FDA Medical Device Definition: A switching valve (ploss) is a three-way valve located between a stethoscope placed over the heart, a blood pressure cuff, and an earpiece. The valve allows the user to eliminate one sound channel and listen only to a patient's heart or korotkoff (blood pressure) sounds through the other channel.

Registrar Corp assists Switching (Ploss) Valve companies with:

  • FDA Switching (Ploss) Valve Establishment Registration
  • FDA Switching (Ploss) Valve Listing
  • FDA Switching (Ploss) Valve Label Requirements and Exceptions
  • FDA Switching (Ploss) Valve Import Information
  • FDA Switching (Ploss) Valve Detentions (Switching (Ploss) Valve Entry Refusals)
  • General U.S. Food and Drug Administration Medical Device Guidelines for:
       - Switching (Ploss) Valve Manufacturers (Switching (Ploss) Valve Suppliers)
       - Switching (Ploss) Valve Distributors
       - Switching (Ploss) Valve Processors
       - Switching (Ploss) Valve Repackers
       - Switching (Ploss) Valve Relabelers
       - Switching (Ploss) Valve Exporters
       - Switching (Ploss) Valve Importers
For more information about Switching (Ploss) Valve Medical Devices, simply click below:






 
U.S. FDA Regulations:

U.S. FDA 510(k) Regulation: 21 C.F.R. section 814.9.

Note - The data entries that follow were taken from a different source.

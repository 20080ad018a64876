//! Completion percentage and phase labels derived from accumulator state.
//!
//! Each macro-phase owns a slice of the bar:
//!
//! | Phase | Range |
//! |-------|-------|
//! | explanation | `[0, 35)` |
//! | mapping | `[35, 70)` |
//! | diagram | `[70, 100)` |
//!
//! Inside a phase the value climbs from the floor with buffer length along a
//! saturating curve that stops one point short of the ceiling. Only the
//! phase-transition message moves the bar into the next range, and
//! `complete` snaps it to 100.

use serde::{Deserialize, Serialize};

use crate::accumulator::PhaseAccumulator;
use crate::models::{Phase, SessionPhase};

/// Characters of output at which each phase's sub-range saturates.
#[derive(Debug, Clone, Copy, PartialEq, Serialize, Deserialize)]
pub struct ProgressScales {
    pub explanation: f64,
    pub mapping: f64,
    pub diagram: f64,
}

impl Default for ProgressScales {
    fn default() -> Self {
        Self {
            explanation: 1000.0,
            mapping: 500.0,
            diagram: 2000.0,
        }
    }
}

impl ProgressScales {
    fn for_phase(&self, phase: Phase) -> f64 {
        match phase {
            Phase::Explanation => self.explanation,
            Phase::Mapping => self.mapping,
            Phase::Diagram => self.diagram,
        }
    }
}

/// `[floor, ceiling)` of a phase on the 0–100 bar.
pub fn phase_range(phase: Phase) -> (f64, f64) {
    match phase {
        Phase::Explanation => (0.0, 35.0),
        Phase::Mapping => (35.0, 70.0),
        Phase::Diagram => (70.0, 100.0),
    }
}

#[derive(Debug, Clone, Default)]
pub struct ProgressModel {
    scales: ProgressScales,
}

impl ProgressModel {
    pub fn new(scales: ProgressScales) -> Self {
        Self { scales }
    }

    /// Instantaneous estimate. Not monotonic on its own: a full-value replace
    /// can shorten a buffer. Use [`ProgressTracker`] for display.
    pub fn estimate(&self, acc: &PhaseAccumulator) -> f64 {
        match acc.phase() {
            SessionPhase::Idle | SessionPhase::Error => 0.0,
            SessionPhase::Started | SessionPhase::Explanation => {
                self.within(Phase::Explanation, acc)
            }
            SessionPhase::Mapping => self.within(Phase::Mapping, acc),
            SessionPhase::Diagram => self.within(Phase::Diagram, acc),
            SessionPhase::Complete => 100.0,
        }
    }

    fn within(&self, phase: Phase, acc: &PhaseAccumulator) -> f64 {
        let (floor, ceiling) = phase_range(phase);
        let margin = ceiling - floor - 1.0;
        let len = acc.buffer(phase).len() as f64;
        let scale = self.scales.for_phase(phase);
        if scale <= 0.0 {
            return floor;
        }
        floor + (len / scale * margin).min(margin)
    }
}

/// A published progress reading.
#[derive(Debug, Clone, PartialEq, Serialize)]
pub struct Progress {
    pub phase: SessionPhase,
    pub percent: f64,
    pub label: &'static str,
}

/// Running maximum over [`ProgressModel`] estimates.
///
/// On error the last reading is held instead of resetting.
#[derive(Debug, Clone, Default)]
pub struct ProgressTracker {
    model: ProgressModel,
    current: f64,
}

impl ProgressTracker {
    pub fn new(model: ProgressModel) -> Self {
        Self {
            model,
            current: 0.0,
        }
    }

    pub fn update(&mut self, acc: &PhaseAccumulator) -> Progress {
        if acc.phase() != SessionPhase::Error {
            self.current = self.current.max(self.model.estimate(acc));
        }
        Progress {
            phase: acc.phase(),
            percent: self.current,
            label: label(acc.phase()),
        }
    }

    pub fn current(&self) -> f64 {
        self.current
    }
}

/// Short UI label for a session phase.
pub fn label(phase: SessionPhase) -> &'static str {
    match phase {
        SessionPhase::Idle => "Waiting",
        SessionPhase::Started => "Starting",
        SessionPhase::Explanation => "Analyzing Repository",
        SessionPhase::Mapping => "Creating Component Map",
        SessionPhase::Diagram => "Generating Diagram",
        SessionPhase::Complete => "Generation Complete",
        SessionPhase::Error => "Generation Failed",
    }
}

pub fn description(phase: Phase) -> &'static str {
    match phase {
        Phase::Explanation => "Understanding code structure",
        Phase::Mapping => "Mapping files to components",
        Phase::Diagram => "Creating Mermaid diagram",
    }
}

#[cfg(test)]
mod tests {
    use super::*;
    use crate::models::StreamMessage;

    fn chunk(phase: Phase, s: &str) -> StreamMessage {
        StreamMessage::PhaseChunk {
            phase,
            chunk: Some(s.to_string()),
        }
    }

    fn sent(phase: Phase) -> StreamMessage {
        StreamMessage::PhaseSent {
            phase,
            message: None,
        }
    }

    #[test]
    fn progress_is_monotonic_and_ends_at_100() {
        let big = "x".repeat(400);
        let messages = vec![
            StreamMessage::Started { message: None },
            sent(Phase::Explanation),
            chunk(Phase::Explanation, &big),
            chunk(Phase::Explanation, &big),
            chunk(Phase::Explanation, &big),
            sent(Phase::Mapping),
            chunk(Phase::Mapping, &big),
            chunk(Phase::Mapping, &big),
            sent(Phase::Diagram),
            StreamMessage::PhaseValue {
                phase: Phase::Diagram,
                value: Some("g".to_string()),
            },
            chunk(Phase::Diagram, &big),
            StreamMessage::Complete {
                explanation: None,
                mapping: None,
                diagram: None,
                message: None,
            },
        ];

        let mut acc = PhaseAccumulator::new();
        let mut tracker = ProgressTracker::default();
        let mut last = 0.0;
        for msg in &messages {
            acc.apply(msg);
            let p = tracker.update(&acc);
            assert!(p.percent >= last, "{} < {} after {:?}", p.percent, last, msg);
            last = p.percent;
        }
        assert_eq!(last, 100.0);
    }

    #[test]
    fn never_overshoots_into_next_phase() {
        let model = ProgressModel::default();
        let mut acc = PhaseAccumulator::new();
        acc.apply(&chunk(Phase::Explanation, &"x".repeat(1_000_000)));
        assert_eq!(model.estimate(&acc), 34.0);

        acc.apply(&sent(Phase::Mapping));
        assert_eq!(model.estimate(&acc), 35.0);
        acc.apply(&chunk(Phase::Mapping, &"x".repeat(250)));
        assert_eq!(model.estimate(&acc), 35.0 + 17.0);

        acc.apply(&chunk(Phase::Diagram, &"x".repeat(10_000)));
        assert_eq!(model.estimate(&acc), 99.0);
    }

    #[test]
    fn error_holds_last_value() {
        let mut acc = PhaseAccumulator::new();
        let mut tracker = ProgressTracker::default();
        acc.apply(&sent(Phase::Mapping));
        tracker.update(&acc);
        acc.apply(&StreamMessage::Error {
            message: "boom".to_string(),
        });
        let p = tracker.update(&acc);
        assert_eq!(p.percent, 35.0);
        assert_eq!(p.label, "Generation Failed");
    }

    #[test]
    fn labels_follow_phase() {
        assert_eq!(label(SessionPhase::Mapping), "Creating Component Map");
        assert_eq!(description(Phase::Diagram), "Creating Mermaid diagram");
    }
}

Registrar Corp assists businesses with U.S. FDA compliance. Certificates of Registration issued by Registrar Corp provide confirmation to industry that you are fulfilling U.S. FDA registration requirements. U.S. FDA does not issue or recognize Certificates of Registration. Registrar Corp is not affiliated with the U.S. Food and Drug Administration.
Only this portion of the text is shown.